BMJ  2004;329:521 (4 September), doi:10.1136/bmj.329.7465.521

Editorial

Preventing the spread of MRSA

Common sense and observational studies are of benefit

The first 150 words of the full text of this article appear below.

"The lack of evidence of an effect associated with specific measures should not be mistaken for evidence of lack of effect" is one of the conclusions that Cooper et al (p 533) come to after a systematic review of the literature about methicillin resistant Staphylococcus aureus (MRSA).1 The infection control community has long realised that in the age of evidence based medicine and randomised controlled trials some, if not most, guidelines are based on shaky grounds. Is a method developed primarily for drug research and licensing appropriate for evaluating infection control procedures? Randomised controlled trials are useful for investigating a limited number of variables and when randomisation can be accomplished.

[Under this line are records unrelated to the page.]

//! Entity tests: mode selector, pending numbers, re-apply button and sensors

mod support;

use std::sync::atomic::Ordering;
use std::sync::Arc;

use serde_json::json;
use tokio_test::{assert_err, assert_ok};

use support::ScriptedDevice;
use wattrix::entities::button::ReapplyButton;
use wattrix::entities::number::{self, PendingNumber};
use wattrix::entities::select::ModeSelect;
use wattrix::entities::sensor::{OnlineSensor, Sensor, STATUS_SENSORS};
use wattrix::entities::{Entity, EntityKind};
use wattrix::errors::WattrixError;
use wattrix::http::device::DeviceApi;
use wattrix::models::mode::Mode;
use wattrix::sync::coordinator::{Coordinator, Options};
use wattrix::sync::source::{DeviceRead, ReadKind};

const SERIAL: &str = "WX-0042";

struct Fixture {
    device: Arc<ScriptedDevice>,
    coordinator: Arc<Coordinator>,
}

impl Fixture {
    fn new() -> Self {
        let device = ScriptedDevice::new();
        let api: Arc<dyn DeviceApi> = device.clone();
        let coordinator = Arc::new(Coordinator::new(
            Options::default(),
            Arc::new(DeviceRead::new(api, ReadKind::Status)),
        ));
        Self { device, coordinator }
    }

    async fn with_status(status: serde_json::Value) -> Self {
        let fixture = Self::new();
        fixture.device.push_status(status);
        fixture.coordinator.first_refresh().await.unwrap();
        fixture
    }

    fn api(&self) -> Arc<dyn DeviceApi> {
        self.device.clone()
    }

    fn select(&self) -> ModeSelect {
        ModeSelect::new(self.api(), self.coordinator.clone(), SERIAL)
    }

    fn button(&self) -> ReapplyButton {
        ReapplyButton::new(self.api(), self.coordinator.clone(), SERIAL)
    }

    fn number(&self, description: number::NumberDescription) -> PendingNumber {
        PendingNumber::new(self.coordinator.clone(), description, SERIAL)
    }
}

// ============================== MODE SELECTOR =================================== //

#[tokio::test]
async fn test_select_sends_pending_values() {
    let fixture = Fixture::with_status(json!({
        "mode": "DISABLED",
        "power_limit_percentage": 60,
        "timeout_seconds": 300,
    }))
    .await;
    fixture.device.push_status(json!({"mode": "SOLAR_AND_GRID_HEATING"}));
    assert_ok!(fixture.number(number::SETPOINT).set_value(1200.0));

    let applied = assert_ok!(fixture.select().select_option("SOLAR_AND_GRID_HEATING").await);
    assert!(applied);

    let requests = fixture.device.requests();
    assert_eq!(requests.len(), 1);
    assert_eq!(requests[0].mode, Mode::SolarAndGridHeating);
    assert_eq!(requests[0].power_limit_percentage, 60.0);
    assert_eq!(requests[0].timeout_seconds, 300);
    assert_eq!(requests[0].setpoint, Some(1200.0));

    assert_eq!(
        fixture.select().current_option(),
        Some(Mode::SolarAndGridHeating)
    );
    // initial read plus the refresh requested after the change
    assert_eq!(fixture.coordinator.executions(), 2);
}

#[tokio::test]
async fn test_select_rejected_leaves_snapshot() {
    let fixture = Fixture::with_status(json!({"mode": "DISABLED", "current_power": 0})).await;
    fixture.device.accept_mode.store(false, Ordering::SeqCst);
    let before = fixture.coordinator.data();

    let applied = assert_ok!(fixture.select().select_option("UNRESTRICTED_HEATING").await);
    assert!(!applied);

    assert_eq!(fixture.coordinator.data(), before);
    assert_eq!(fixture.coordinator.executions(), 1);
}

#[tokio::test]
async fn test_select_invalid_option() {
    let fixture = Fixture::with_status(json!({"mode": "DISABLED"})).await;

    let err = assert_err!(fixture.select().select_option("TURBO").await);
    assert!(matches!(err, WattrixError::ValidationError(_)));
    assert!(fixture.device.requests().is_empty());
}

#[tokio::test]
async fn test_select_state_and_attributes() {
    let fixture = Fixture::with_status(json!({
        "mode": "EXPORT_SURPLUS_HEATING",
        "timeout_seconds": 900,
    }))
    .await;
    let select = fixture.select();

    assert_eq!(select.unique_id(), "wattrix_mode_WX-0042");
    assert_eq!(select.options().len(), 4);

    let state = select.state();
    assert_eq!(state.kind, EntityKind::Select);
    assert_eq!(state.value, Some(json!("EXPORT_SURPLUS_HEATING")));
    assert_eq!(state.attributes["power_limit_percentage"], json!(100.0));
    assert_eq!(state.attributes["timeout_seconds"], json!(900));
    assert_eq!(state.attributes["setpoint"], json!(null));
    assert_eq!(state.attributes["serial_number"], json!(SERIAL));
}

// ============================== PENDING NUMBERS ================================= //

#[tokio::test]
async fn test_number_edits_pending_value() {
    let fixture = Fixture::with_status(json!({"mode": "DISABLED"})).await;
    let percentage = fixture.number(number::PERCENTAGE);

    assert_ok!(percentage.set_value(45.0));

    assert_eq!(percentage.native_value(), 45.0);
    assert_eq!(fixture.coordinator.pending().power_limit_percentage, 45.0);
    assert!(!fixture.coordinator.data().contains_key("power_limit_percentage"));
    assert_eq!(percentage.unique_id(), "wattrix_mode_percentage_WX-0042");
}

#[tokio::test]
async fn test_number_rejects_out_of_range() {
    let fixture = Fixture::with_status(json!({"mode": "DISABLED"})).await;
    let percentage = fixture.number(number::PERCENTAGE);

    let err = assert_err!(percentage.set_value(150.0));
    assert!(matches!(err, WattrixError::ValidationError(_)));
    assert_err!(percentage.set_value(-1.0));
    assert_err!(percentage.set_value(f64::NAN));

    assert_eq!(percentage.native_value(), 100.0);
}

#[tokio::test]
async fn test_timeout_number_reports_whole_seconds() {
    let fixture = Fixture::with_status(json!({"mode": "DISABLED"})).await;
    let timeout = fixture.number(number::TIMEOUT);

    assert_eq!(timeout.value(), Some(json!(900)));
    assert_ok!(timeout.set_value(1234.4));
    assert_eq!(timeout.value(), Some(json!(1234)));
    assert_eq!(timeout.unit(), Some("s"));
}

// ============================== RE-APPLY BUTTON ================================= //

#[tokio::test]
async fn test_reapply_resends_current_mode() {
    let fixture = Fixture::with_status(json!({
        "mode": "UNRESTRICTED_HEATING",
        "power_limit_percentage": 80,
    }))
    .await;
    fixture.device.push_status(json!({"mode": "UNRESTRICTED_HEATING"}));

    assert!(fixture.button().press().await);

    let requests = fixture.device.requests();
    assert_eq!(requests.len(), 1);
    assert_eq!(requests[0].mode, Mode::UnrestrictedHeating);
    assert_eq!(requests[0].power_limit_percentage, 80.0);
    assert_eq!(requests[0].setpoint, Some(200.0));
}

#[tokio::test]
async fn test_reapply_without_known_mode() {
    let fixture = Fixture::new();

    assert!(!fixture.button().press().await);
    assert!(fixture.device.requests().is_empty());
}

#[tokio::test]
async fn test_reapply_with_unknown_mode() {
    let fixture = Fixture::with_status(json!({"mode": "TURBO"})).await;

    assert!(!fixture.button().press().await);
    assert!(fixture.device.requests().is_empty());
}

#[tokio::test]
async fn test_reapply_rejected_by_device() {
    let fixture = Fixture::with_status(json!({"mode": "DISABLED"})).await;
    fixture.device.accept_mode.store(false, Ordering::SeqCst);

    assert!(!fixture.button().press().await);
    assert_eq!(fixture.device.requests().len(), 1);
}

// ================================== SENSORS ===================================== //

#[tokio::test]
async fn test_sensors_follow_availability() {
    let fixture = Fixture::with_status(json!({"mode": "DISABLED", "current_power": 340})).await;
    fixture.device.push_failure("connection refused");

    let power = Sensor::new(fixture.coordinator.clone(), STATUS_SENSORS[1], SERIAL);
    let online = OnlineSensor::new(fixture.coordinator.clone(), SERIAL);

    assert_eq!(power.state().value, Some(json!(340)));
    assert_eq!(power.unit(), Some("W"));
    assert_eq!(online.state().value, Some(json!(true)));

    assert_err!(fixture.coordinator.refresh().await);

    let state = power.state();
    assert!(!state.available);
    assert_eq!(state.value, None);
    assert_eq!(online.state().value, Some(json!(false)));
    assert!(online.state().available);
}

Infection control measures are habitually complicated and depend on multiple factors. Therefore I still have some faith in the strength of common sense, microbiological experiments, and careful observation of success and failure when evaluating infection control . . . [Full text of this article]

Andreas Voss, professor of infection control

Medical Microbiology, University Medical Centre St Radboud, 440 MMB PO Box 9101, 6500 HB Nijmegen, Netherlands (A.Voss@mmb.umcn.nl)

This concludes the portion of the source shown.